Collected data
'''

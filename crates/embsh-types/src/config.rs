//! Shell and telnet frontend configuration.
//!
//! Loaded from a TOML file with optional `[shell]` and `[telnet]` tables.
//! Every key has a default, so an empty file is a valid configuration.

use serde::Deserialize;

use crate::error::{Result, ShellError};

/// Top-level configuration file.
#[derive(Debug, Clone, Default, Deserialize)]
pub struct ShellConfig {
    #[serde(default)]
    pub shell: ShellSettings,
    #[serde(default)]
    pub telnet: TelnetSettings,
}

/// Per-session shell text.
#[derive(Debug, Clone, Deserialize)]
pub struct ShellSettings {
    /// Text written before every command read.
    #[serde(default = "default_prompt")]
    pub prompt: String,
    /// Written once when a session starts.
    #[serde(default)]
    pub welcome: Option<String>,
}

impl Default for ShellSettings {
    fn default() -> Self {
        Self {
            prompt: default_prompt(),
            welcome: None,
        }
    }
}

/// Telnet listener settings.
#[derive(Debug, Clone, Deserialize)]
pub struct TelnetSettings {
    /// Address to bind.
    #[serde(default = "default_bind")]
    pub bind: String,
    /// TCP port.
    #[serde(default = "default_port")]
    pub port: u16,
    /// Maximum simultaneous sessions.
    #[serde(default = "default_max_connections")]
    pub max_connections: usize,
}

impl Default for TelnetSettings {
    fn default() -> Self {
        Self {
            bind: default_bind(),
            port: default_port(),
            max_connections: default_max_connections(),
        }
    }
}

fn default_prompt() -> String {
    "> ".to_string()
}

fn default_bind() -> String {
    "127.0.0.1".to_string()
}

fn default_port() -> u16 {
    4444
}

fn default_max_connections() -> usize {
    16
}

/// Parse a configuration file.
pub fn parse_config(toml_str: &str) -> Result<ShellConfig> {
    let config: ShellConfig =
        toml::from_str(toml_str).map_err(|e| ShellError::Config(format!("embsh.toml: {e}")))?;
    log::debug!(
        "config: prompt {:?}, telnet {}:{}",
        config.shell.prompt,
        config.telnet.bind,
        config.telnet.port
    );
    Ok(config)
}

#[cfg(test)]
mod tests {
    use super::*;

    #[test]
    fn test_parse_config_empty() {
        let config = parse_config("").unwrap();
        assert_eq!(config.shell.prompt, "> ");
        assert!(config.shell.welcome.is_none());
        assert_eq!(config.telnet.bind, "127.0.0.1");
        assert_eq!(config.telnet.port, 4444);
        assert_eq!(config.telnet.max_connections, 16);
    }

    #[test]
    fn test_parse_config_shell_table() {
        let toml = r#"
[shell]
prompt = "switch> "
welcome = "Ethernet switch console\n"
"#;
        let config = parse_config(toml).unwrap();
        assert_eq!(config.shell.prompt, "switch> ");
        assert_eq!(
            config.shell.welcome.as_deref(),
            Some("Ethernet switch console\n")
        );
        assert_eq!(config.telnet.port, 4444);
    }

    #[test]
    fn test_parse_config_telnet_partial() {
        let toml = r#"
[telnet]
port = 5000
max_connections = 2
"#;
        let config = parse_config(toml).unwrap();
        assert_eq!(config.telnet.port, 5000);
        assert_eq!(config.telnet.max_connections, 2);
        assert_eq!(config.telnet.bind, "127.0.0.1");
        assert_eq!(config.shell.prompt, "> ");
    }

    #[test]
    fn test_parse_config_invalid() {
        let err = parse_config("[telnet]\nport = \"not a number\"").unwrap_err();
        assert!(matches!(err, ShellError::Config(_)));
        assert!(format!("{err}").contains("embsh.toml"));
    }

    #[test]
    fn test_settings_default_matches_empty_file() {
        let from_file = parse_config("").unwrap();
        let default = ShellConfig::default();
        assert_eq!(from_file.shell.prompt, default.shell.prompt);
        assert_eq!(from_file.telnet.port, default.telnet.port);
    }
}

'''

● TASK INSTRUCTIONS: Your job is to return all lines above that hold the word "ShellError".

● OUTPUT FOR THIS EXERCISE:
use crate::error::{Result, ShellError};
        toml::from_str(toml_str).map_err(|e| ShellError::Config(format!("embsh.toml: {e}")))?;
        assert!(matches!(err, ShellError::Config(_)));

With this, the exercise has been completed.